Whether the patient is prescribed Epidiolex, or obtaining cannabis products via physician recommendation through a legal, licensed dispensary, the patient should be under supervision of a physician in regards to any and all medications being used with CBD or replaced by CBD. 


Suffice to say that no one should use a mainstream retail or MLM CBD product to replace any prescription medication or to cure or treat any disease or condition.

Thinking rationally about using CBD supplements:


Legalized cannabis and hemp are one of the most exciting societal changes taking place in the 21st century. It’s understandable why many people want to try these products! If you want to enjoy these newly legal products you can do this safely, sanely, and without breaking your budget.

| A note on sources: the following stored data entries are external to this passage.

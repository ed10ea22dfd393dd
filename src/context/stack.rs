use super::{AtomicOptions, ContextKind, PersistenceContext};
use crate::operation::AtomicQueue;

/// The open contexts of one entity, innermost last, plus whatever a failed
/// flush left behind.
#[derive(Debug, Clone, Default)]
pub struct ContextStack {
    contexts: Vec<PersistenceContext>,
    retained: AtomicQueue,
}

impl ContextStack {
    pub fn new() -> Self {
        Self::default()
    }

    /// Push a new context. It joins only when asked to and a parent exists.
    pub(crate) fn open(&mut self, options: &AtomicOptions, default_join: bool) -> &PersistenceContext {
        let kind = if options.wants_join(default_join) && !self.contexts.is_empty() {
            ContextKind::Joining
        } else {
            ContextKind::Flushing
        };
        let depth = self.contexts.len() + 1;
        self.contexts.push(PersistenceContext::new(
            kind,
            depth,
            options.target_override().cloned(),
        ));
        &self.contexts[depth - 1]
    }

    pub(crate) fn pop(&mut self) -> Option<PersistenceContext> {
        self.contexts.pop()
    }

    pub fn top(&self) -> Option<&PersistenceContext> {
        self.contexts.last()
    }

    pub(crate) fn top_mut(&mut self) -> Option<&mut PersistenceContext> {
        self.contexts.last_mut()
    }

    pub fn contexts(&self) -> &[PersistenceContext] {
        &self.contexts
    }

    pub fn depth(&self) -> usize {
        self.contexts.len()
    }

    /// Changes from a failed flush, sent ahead of the next one.
    pub fn retained(&self) -> &AtomicQueue {
        &self.retained
    }

    pub(crate) fn take_retained(&mut self) -> AtomicQueue {
        std::mem::take(&mut self.retained)
    }

    pub(crate) fn retain(&mut self, queue: AtomicQueue) {
        self.retained = queue;
    }

    /// Nothing open and nothing retained.
    pub fn is_idle(&self) -> bool {
        self.contexts.is_empty() && self.retained.is_empty()
    }
}
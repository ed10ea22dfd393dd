use proc_macro::TokenStream;
use proc_macro2::Span;
use quote::quote;
use syn::{Data, DeriveInput, Fields, LitStr};

#[derive(Default)]
struct ModelOptions {
    collection: Option<String>,
    database: Option<String>,
    client: Option<String>,
}

pub fn derive_document(input: TokenStream) -> TokenStream {
    let input = syn::parse_macro_input!(input as DeriveInput);
    match expand(&input) {
        Ok(expanded) => TokenStream::from(expanded),
        Err(err) => TokenStream::from(err.to_compile_error()),
    }
}

fn expand(input: &DeriveInput) -> syn::Result<proc_macro2::TokenStream> {
    let name = &input.ident;
    let options = extract_options(input)?;
    let entity_field = extract_entity_field(input)?;

    let collection = options
        .collection
        .unwrap_or_else(|| format!("{}s", to_snake_case(&name.to_string())));

    let database = options.database.map(|db| quote! { .database(#db) });
    let client = options.client.map(|client| quote! { .client(#client) });

    Ok(quote! {
        impl ::atomic_odm::Document for #name {
            const COLLECTION: &'static str = #collection;

            fn entity(&self) -> &::atomic_odm::Entity {
                &self.#entity_field
            }

            fn entity_mut(&mut self) -> &mut ::atomic_odm::Entity {
                &mut self.#entity_field
            }

            fn storage_options() -> ::atomic_odm::TargetOverride {
                ::atomic_odm::TargetOverride::new() #database #client
            }
        }
    })
}

fn extract_options(input: &DeriveInput) -> syn::Result<ModelOptions> {
    let mut options = ModelOptions::default();
    for attr in &input.attrs {
        if !attr.path().is_ident("document") {
            continue;
        }

        attr.parse_nested_meta(|meta| {
            let slot = if meta.path.is_ident("collection") {
                &mut options.collection
            } else if meta.path.is_ident("database") {
                &mut options.database
            } else if meta.path.is_ident("client") {
                &mut options.client
            } else {
                return Err(meta.error("expected `collection`, `database` or `client`"));
            };
            let value: LitStr = meta.value()?.parse()?;
            *slot = Some(value.value());
            Ok(())
        })?;
    }
    Ok(options)
}

fn extract_entity_field(input: &DeriveInput) -> syn::Result<syn::Ident> {
    let Data::Struct(data_struct) = &input.data else {
        return Err(syn::Error::new(
            input.ident.span(),
            "Document derive: only structs are supported",
        ));
    };
    let Fields::Named(fields) = &data_struct.fields else {
        return Err(syn::Error::new(
            input.ident.span(),
            "Document derive: expected named fields",
        ));
    };

    for field in &fields.named {
        for attr in &field.attrs {
            if !attr.path().is_ident("document") {
                continue;
            }
            let mut is_entity = false;
            attr.parse_nested_meta(|meta| {
                if meta.path.is_ident("entity") {
                    is_entity = true;
                    Ok(())
                } else {
                    Err(meta.error("expected `entity`"))
                }
            })?;
            if is_entity {
                if let Some(ident) = &field.ident {
                    return Ok(ident.clone());
                }
            }
        }
    }

    // Default: look for a field named "entity"
    fields
        .named
        .iter()
        .filter_map(|field| field.ident.as_ref())
        .find(|ident| *ident == "entity")
        .cloned()
        .ok_or_else(|| {
            syn::Error::new(
                Span::call_site(),
                "Document derive: no field marked with #[document(entity)] and no field named `entity`",
            )
        })
}

fn to_snake_case(s: &str) -> String {
    let mut result = String::new();
    for (i, ch) in s.chars().enumerate() {
        if ch.is_uppercase() {
            if i > 0 {
                result.push('_');
            }
            result.extend(ch.to_lowercase());
        } else {
            result.push(ch);
        }
    }
    result
}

It’s important to keep in mind that these retail consumer products are for leisure, relaxation, and well-being–not to cure and treat disease. Products which are enthusiastic about compliance with the FDA, quality products made with USA-grown cannabis hemp, and provide clear third-party test results not only for level of CBD but also extensive testing for contamination, along with a sensible price-point are a good choice as a supplement. CBD products are great for consumers who may not enjoy the psychoactive effects of THC and other cannabinoids–but would like to experience a sober form of relaxation.


Simply said: MLM CBD product companies are more expensive and may or may not be the same or lesser quality than any other retail CBD product. And unfortunately, CBD MLM products always come with an aggressive customer sales force making predatory disease curing claims on social media–and when they aren’t doing that, they’re having a less than enthusiastic attitude about FDA compliance. Don’t support this business model.